What to work on: If a line in the entries contains the string "allow", include that line in your answer.

Dataset records:
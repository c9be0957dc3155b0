use proc_macro2::TokenStream as TokenStream2;
use quote::quote;

use crate::generate::shape::shape_impls;
use crate::model::DeriveCommand;

impl From<DeriveCommand> for TokenStream2 {
    fn from(value: DeriveCommand) -> Self {
        let DeriveCommand {
            function_name,
            function,
            visibility,
            output,
            shape,
        } = value;
        let function = &function.tokens;
        let visibility = &visibility.tokens;
        let output = &output.tokens;
        let struct_name = &shape.struct_name;
        let field_names: Vec<&syn::Ident> = shape.fields.iter().map(|f| &f.field_name).collect();
        let field_types = shape.fields.iter().map(|f| &f.field_type.tokens);
        let impls = shape_impls(&shape);

        quote! {
            #function

            #[allow(non_camel_case_types)]
            #visibility struct #struct_name {
                #( #visibility #field_names: #field_types, )*
            }

            #impls

            impl argshape::Invocation for #struct_name {
                type Output = #output;

                fn invoke(self) -> Self::Output {
                    #function_name(#( self.#field_names ),*)
                }
            }
        }
    }
}
use argshape_engine::ConfigError;
use thiserror::Error;

/// A defect in a shape declaration, detected before any input is parsed.
#[derive(Debug, Error, PartialEq, Eq)]
pub enum DeclarationError {
    /// A callable parameter without a type annotation.
    #[error("Invalid - parameter '{0}' must have a type annotation.")]
    MissingAnnotation(String),

    /// More than one positional field on a shape that does not allow it.
    #[error("Invalid - shape cannot have multiple positional fields: '{first}' and '{second}'.")]
    MultiplePositionalFields {
        /// The first positional field.
        first: String,
        /// The positional field which conflicts with `first`.
        second: String,
    },

    /// A positional field which also requests a short flag.
    #[error("Invalid - field '{0}' cannot be both positional and have a short flag.")]
    PositionalWithShortFlag(String),

    /// A boolean field placed positionally.
    #[error("Invalid - boolean field '{0}' cannot be positional.")]
    PositionalToggle(String),

    /// A field whose (element) type is itself a shape.
    #[error("Invalid - field '{field}' has nested shape type '{type_name}', which is not supported.")]
    UnsupportedNestedShape {
        /// The offending field.
        field: String,
        /// The nested shape's type name.
        type_name: String,
    },

    /// A field whose type has no command line representation (ex: `Vec<Vec<T>>`).
    #[error("Invalid - field '{field}' has type '{type_name}', which cannot be parsed from the command line.")]
    UnsupportedType {
        /// The offending field.
        field: String,
        /// The field's declared type name.
        type_name: String,
    },

    /// A declared field which shadows an inherited field of a different type.
    #[error("Invalid - field '{field}' of type '{type_name}' cannot shadow the inherited field of type '{inherited}'.")]
    ShadowTypeMismatch {
        /// The shadowing field.
        field: String,
        /// The shadowing field's declared type name.
        type_name: String,
        /// The inherited field's declared type name.
        inherited: String,
    },

    /// The declared type is not a record shape.
    #[error("Invalid - type '{0}' is not a record shape.")]
    NotARecordShape(String),

    /// A recognized metadata key with a value of the wrong kind.
    #[error("Invalid - field '{field}' has metadata '{key}' which must be {expected}.")]
    InvalidMetadata {
        /// The offending field.
        field: String,
        /// The metadata key.
        key: String,
        /// A description of the accepted values.
        expected: String,
    },

    /// A default (or default factory result) whose type differs from the field's declared type.
    #[error("Invalid - field '{field}' has a default which is not a '{type_name}'.")]
    InvalidDefault {
        /// The offending field.
        field: String,
        /// The field's declared type name.
        type_name: String,
    },

    /// The parsing engine rejected the derived rules (ex: two fields with the same flag).
    #[error(transparent)]
    Engine(#[from] ConfigError),
}

/// A failure to reconstruct a shape from the parsed values.
#[derive(Debug, Error, PartialEq, Eq)]
pub enum ShapeError {
    /// No value was parsed for the field, and it has no default.
    #[error("Shape error: '{shape}' is missing a value for field '{field}'.")]
    MissingField {
        /// The shape being constructed.
        shape: String,
        /// The field without a value.
        field: String,
    },

    /// A value was parsed for a key which is not a field of the shape.
    #[error("Shape error: '{shape}' has no field '{field}'.")]
    UnexpectedField {
        /// The shape being constructed.
        shape: String,
        /// The unknown key.
        field: String,
    },

    /// The parsed value does not have the field's type.
    #[error("Shape error: '{shape}' field '{field}' expects a '{expected}'.")]
    TypeMismatch {
        /// The shape being constructed.
        shape: String,
        /// The field with the mismatched value.
        field: String,
        /// The type the field expects.
        expected: String,
    },
}

/// Any failure from building, parsing, and materializing a shape.
#[derive(Debug, Error, PartialEq, Eq)]
pub enum Error {
    /// See [`DeclarationError`].
    #[error(transparent)]
    Declaration(#[from] DeclarationError),

    /// See [`ShapeError`].
    #[error(transparent)]
    Shape(#[from] ShapeError),

    /// The parse ended early with an exit code: `0` after printing help, `1` after a user input error.
    #[error("Exit with code {0}.")]
    Exit(i32),
}

#[cfg(test)]
mod tests {
    use super::*;
    use rstest::rstest;

    #[rstest]
    #[case(
        DeclarationError::MultiplePositionalFields { first: "input".to_string(), second: "output".to_string() },
        "Invalid - shape cannot have multiple positional fields: 'input' and 'output'."
    )]
    #[case(
        DeclarationError::MissingAnnotation("count".to_string()),
        "Invalid - parameter 'count' must have a type annotation."
    )]
    #[case(
        DeclarationError::InvalidMetadata { field: "x".to_string(), key: "positional".to_string(), expected: "a bool".to_string() },
        "Invalid - field 'x' has metadata 'positional' which must be a bool."
    )]
    fn declaration_display(#[case] error: DeclarationError, #[case] expected: &str) {
        assert_eq!(error.to_string(), expected);
    }

    #[test]
    fn error_from() {
        let error = Error::from(ShapeError::MissingField {
            shape: "Ls".to_string(),
            field: "path".to_string(),
        });
        assert_matches!(error, Error::Shape(ShapeError::MissingField { .. }));
        assert_eq!(
            error.to_string(),
            "Shape error: 'Ls' is missing a value for field 'path'."
        );
    }
}
//! Parsing engine for `argshape`.
//!
//! Rules are registered on a [`CommandLineParser`], which builds into a [`GeneralParser`].
//! Parsing produces a [`Namespace`] of type-erased [`Value`]s keyed by rule.
//! See the [documentation root](https://docs.rs/argshape/latest/argshape/index.html) for the shape-driven interface built on top.
#![deny(missing_docs)]
mod api;
mod constant;
mod matcher;
mod model;
mod namespace;
mod parser;
mod value;

pub use api::*;
pub use model::*;
pub use namespace::*;
pub use parser::{ConfigError, GeneralParser};
pub use value::*;

#[cfg(test)]
#[macro_use]
extern crate assert_matches;
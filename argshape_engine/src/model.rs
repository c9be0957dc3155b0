/// The cardinality of inputs to match for a rule.
///
/// Inspired by argparse: <https://docs.python.org/3/library/argparse.html#nargs>
#[derive(Debug, Clone, Copy, PartialEq, Eq)]
pub enum Nargs {
    /// `N`: Precisely `N` values.
    Precisely(u8),
    /// `?`: Zero or one value.
    ZeroOrOne,
    /// `*`: May be any number of values, including `0`.
    Any,
    /// `+`: At least one value must be specified.
    AtLeastOne,
}

impl std::fmt::Display for Nargs {
    fn fmt(&self, f: &mut std::fmt::Formatter<'_>) -> std::fmt::Result {
        write!(f, "{:?}", self)
    }
}

/// What a rule does with the tokens it matches.
#[derive(Debug, Clone, Copy, PartialEq, Eq)]
pub enum Action {
    /// Coerce the matched tokens and store them, replacing any previous value.
    Store,
    /// Store `true` when matched (`false` otherwise).
    StoreTrue,
    /// Store `false` when matched (`true` otherwise).
    StoreFalse,
    /// Coerce the matched tokens and append them onto the (default) sequence.
    /// May be matched any number of times.
    Append,
}

impl Action {
    /// Whether this action is a toggle which consumes no value tokens.
    pub fn is_toggle(&self) -> bool {
        matches!(self, Action::StoreTrue | Action::StoreFalse)
    }
}
use std::collections::HashMap;

use crate::value::Value;

/// The raw parse result for a single rule.
#[derive(Debug, Clone, PartialEq)]
pub enum Entry {
    /// A single value.
    Single(Value),
    /// An ordered sequence of values.
    Multiple(Vec<Value>),
    /// Nothing was supplied and the rule has no default.
    ///
    /// This is distinct from any value, including `None`.
    NotSupplied,
}

impl Entry {
    /// Whether this entry is [`Entry::NotSupplied`].
    pub fn is_supplied(&self) -> bool {
        !matches!(self, Entry::NotSupplied)
    }
}

/// The raw mapping produced by a parse, keyed by each rule's storage key.
#[derive(Debug, Clone, Default, PartialEq)]
pub struct Namespace {
    entries: HashMap<String, Entry>,
}

impl Namespace {
    /// Look up the entry stored under `key`.
    pub fn get(&self, key: &str) -> Option<&Entry> {
        self.entries.get(key)
    }

    /// Store `entry` under `key`, returning the entry it replaces.
    pub fn insert(&mut self, key: impl Into<String>, entry: Entry) -> Option<Entry> {
        self.entries.insert(key.into(), entry)
    }

    /// Remove and return the entry stored under `key`.
    pub fn remove(&mut self, key: &str) -> Option<Entry> {
        self.entries.remove(key)
    }

    /// Whether an entry is stored under `key`.
    pub fn contains(&self, key: &str) -> bool {
        self.entries.contains_key(key)
    }

    /// The storage keys, in no particular order.
    pub fn keys(&self) -> impl Iterator<Item = &str> {
        self.entries.keys().map(String::as_str)
    }

    /// The number of entries.
    pub fn len(&self) -> usize {
        self.entries.len()
    }

    /// Whether there are no entries.
    pub fn is_empty(&self) -> bool {
        self.entries.is_empty()
    }

    /// Only keep the entries for which `f` holds.
    pub fn retain(&mut self, mut f: impl FnMut(&str, &Entry) -> bool) {
        self.entries.retain(|key, entry| f(key, entry));
    }
}

impl FromIterator<(String, Entry)> for Namespace {
    fn from_iter<I: IntoIterator<Item = (String, Entry)>>(iter: I) -> Self {
        Self {
            entries: iter.into_iter().collect(),
        }
    }
}

impl IntoIterator for Namespace {
    type Item = (String, Entry);
    type IntoIter = std::collections::hash_map::IntoIter<String, Entry>;

    fn into_iter(self) -> Self::IntoIter {
        self.entries.into_iter()
    }
}

#[cfg(test)]
mod tests {
    use super::*;

    #[test]
    fn namespace_operations() {
        // Setup
        let mut namespace = Namespace::default();

        // Execute
        namespace.insert("a", Entry::Single(Value::new(1u8)));
        namespace.insert("b", Entry::NotSupplied);
        let replaced = namespace.insert("a", Entry::Multiple(vec![]));

        // Verify
        assert_eq!(replaced, Some(Entry::Single(Value::new(1u8))));
        assert_eq!(namespace.len(), 2);
        assert!(namespace.contains("b"));
        assert!(!namespace.get("b").unwrap().is_supplied());

        namespace.retain(|_, entry| entry.is_supplied());
        assert_eq!(namespace.len(), 1);
        assert_eq!(namespace.remove("a"), Some(Entry::Multiple(vec![])));
        assert!(namespace.is_empty());
    }

    #[test]
    fn namespace_collect() {
        let namespace: Namespace = vec![("x".to_string(), Entry::NotSupplied)]
            .into_iter()
            .collect();
        let mut keys: Vec<&str> = namespace.keys().collect();
        keys.sort();
        assert_eq!(keys, vec!["x"]);
        assert_eq!(namespace.into_iter().count(), 1);
    }
}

Finished exercise:
            #[allow(non_camel_case_types)]
    /// More than one positional field on a shape that does not allow it.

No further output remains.